WHAT THE TASK REQUIRES
Transcribe the records in full, keeping every character as it is.

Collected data
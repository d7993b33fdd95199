//! Prescription handlers.

mod check_prescription;

pub use check_prescription::{
    CheckPrescriptionCommand, CheckPrescriptionHandler, CheckPrescriptionResult,
};
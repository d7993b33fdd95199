//! Consultation handlers - start a consultation and exchange messages.

mod send_message;
mod start_consultation;

pub use send_message::{
    SendMessageCommand, SendMessageError, SendMessageHandler, SendMessageResult,
};
pub use start_consultation::{
    StartConsultationCommand, StartConsultationHandler, StartConsultationResult,
};
//! Application configuration module
//!
//! This module provides type-safe configuration loading from environment variables
//! using the `config` and `dotenvy` crates. Configuration is loaded with the
//! `CARE_ASSIST` prefix and nested values use double underscores as separators.
//! Every value has a default, so an empty environment yields a working setup.
//!
//! # Example
//!
//! ```no_run
//! use care_assist::config::AppConfig;
//!
//! let config = AppConfig::load().expect("Failed to load configuration");
//! config.validate().expect("Invalid configuration");
//!
//! println!("Diagnosis after {} symptoms", config.dialogue.diagnosis_threshold);
//! ```

mod content;
mod dialogue;
mod error;
mod logging;

pub use content::ContentSettings;
pub use dialogue::DialogueSettings;
pub use error::{ConfigError, ValidationError};
pub use logging::LoggingSettings;

use serde::Deserialize;

/// Root application configuration
///
/// Load using [`AppConfig::load()`] which reads from environment variables.
#[derive(Debug, Clone, Deserialize, Default)]
pub struct AppConfig {
    /// Intake dialogue tuning (threshold, reply delay, reset words)
    #[serde(default)]
    pub dialogue: DialogueSettings,

    /// Content catalog location
    #[serde(default)]
    pub content: ContentSettings,

    /// Log filter and output format
    #[serde(default)]
    pub logging: LoggingSettings,
}

impl AppConfig {
    /// Load configuration from environment variables
    ///
    /// This function:
    /// 1. Loads `.env` file if present (for development)
    /// 2. Reads environment variables with `CARE_ASSIST` prefix
    /// 3. Uses `__` (double underscore) to separate nested values
    /// 4. Splits `DIALOGUE__EXTRA_RESET_KEYWORDS` on commas
    ///
    /// # Environment Variable Format
    ///
    /// - `CARE_ASSIST__DIALOGUE__DIAGNOSIS_THRESHOLD=4` -> `dialogue.diagnosis_threshold = 4`
    /// - `CARE_ASSIST__DIALOGUE__EXTRA_RESET_KEYWORDS=restart,again` -> `["restart", "again"]`
    /// - `CARE_ASSIST__LOGGING__FORMAT=json` -> `logging.format = "json"`
    ///
    /// # Errors
    ///
    /// Returns `ConfigError` if values cannot be parsed into expected types.
    pub fn load() -> Result<Self, ConfigError> {
        // Load .env file if present (development)
        dotenvy::dotenv().ok();

        let config = config::Config::builder()
            .add_source(
                config::Environment::with_prefix("CARE_ASSIST")
                    .prefix_separator("__")
                    .separator("__")
                    .try_parsing(true)
                    .list_separator(",")
                    .with_list_parse_key("dialogue.extra_reset_keywords"),
            )
            .build()?
            .try_deserialize()?;

        Ok(config)
    }

    /// Validate all configuration values
    ///
    /// # Errors
    ///
    /// Returns `ValidationError` if any configuration value is invalid.
    pub fn validate(&self) -> Result<(), ValidationError> {
        self.dialogue.validate()?;
        self.content.validate()?;
        self.logging.validate()?;
        Ok(())
    }
}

WRITTEN RESPONSE
repository d7993b33fdd95199
//! Prescription handlers.

mod check_prescription;

pub use check_prescription::{
    CheckPrescriptionCommand, CheckPrescriptionHandler, CheckPrescriptionResult,
};
repository d7993b33fdd95199
//! Consultation handlers - start a consultation and exchange messages.

mod send_message;
mod start_consultation;

pub use send_message::{
    SendMessageCommand, SendMessageError, SendMessageHandler, SendMessageResult,
};
pub use start_consultation::{
    StartConsultationCommand, StartConsultationHandler, StartConsultationResult,
};
//! Application configuration module
//!
//! This module provides type-safe configuration loading from environment variables
//! using the `config` and `dotenvy` crates. Configuration is loaded with the
//! `CARE_ASSIST` prefix and nested values use double underscores as separators.
//! Every value has a default, so an empty environment yields a working setup.
//!
//! # Example
//!
//! ```no_run
//! use care_assist::config::AppConfig;
//!
//! let config = AppConfig::load().expect("Failed to load configuration");
//! config.validate().expect("Invalid configuration");
//!
//! println!("Diagnosis after {} symptoms", config.dialogue.diagnosis_threshold);
//! ```

mod content;
mod dialogue;
mod error;
mod logging;

pub use content::ContentSettings;
pub use dialogue::DialogueSettings;
pub use error::{ConfigError, ValidationError};
pub use logging::LoggingSettings;

use serde::Deserialize;

/// Root application configuration
///
/// Load using [`AppConfig::load()`] which reads from environment variables.
#[derive(Debug, Clone, Deserialize, Default)]
pub struct AppConfig {
    /// Intake dialogue tuning (threshold, reply delay, reset words)
    #[serde(default)]
    pub dialogue: DialogueSettings,

    /// Content catalog location
    #[serde(default)]
    pub content: ContentSettings,

    /// Log filter and output format
    #[serde(default)]
    pub logging: LoggingSettings,
}

impl AppConfig {
    /// Load configuration from environment variables
    ///
    /// This function:
    /// 1. Loads `.env` file if present (for development)
    /// 2. Reads environment variables with `CARE_ASSIST` prefix
    /// 3. Uses `__` (double underscore) to separate nested values
    /// 4. Splits `DIALOGUE__EXTRA_RESET_KEYWORDS` on commas
    ///
    /// # Environment Variable Format
    ///
    /// - `CARE_ASSIST__DIALOGUE__DIAGNOSIS_THRESHOLD=4` -> `dialogue.diagnosis_threshold = 4`
    /// - `CARE_ASSIST__DIALOGUE__EXTRA_RESET_KEYWORDS=restart,again` -> `["restart", "again"]`
    /// - `CARE_ASSIST__LOGGING__FORMAT=json` -> `logging.format = "json"`
    ///
    /// # Errors
    ///
    /// Returns `ConfigError` if values cannot be parsed into expected types.
    pub fn load() -> Result<Self, ConfigError> {
        // Load .env file if present (development)
        dotenvy::dotenv().ok();

        let config = config::Config::builder()
            .add_source(
                config::Environment::with_prefix("CARE_ASSIST")
                    .prefix_separator("__")
                    .separator("__")
                    .try_parsing(true)
                    .list_separator(",")
                    .with_list_parse_key("dialogue.extra_reset_keywords"),
            )
            .build()?
            .try_deserialize()?;

        Ok(config)
    }

    /// Validate all configuration values
    ///
    /// # Errors
    ///
    /// Returns `ValidationError` if any configuration value is invalid.
    pub fn validate(&self) -> Result<(), ValidationError> {
        self.dialogue.validate()?;
        self.content.validate()?;
        self.logging.validate()?;
        Ok(())
    }
}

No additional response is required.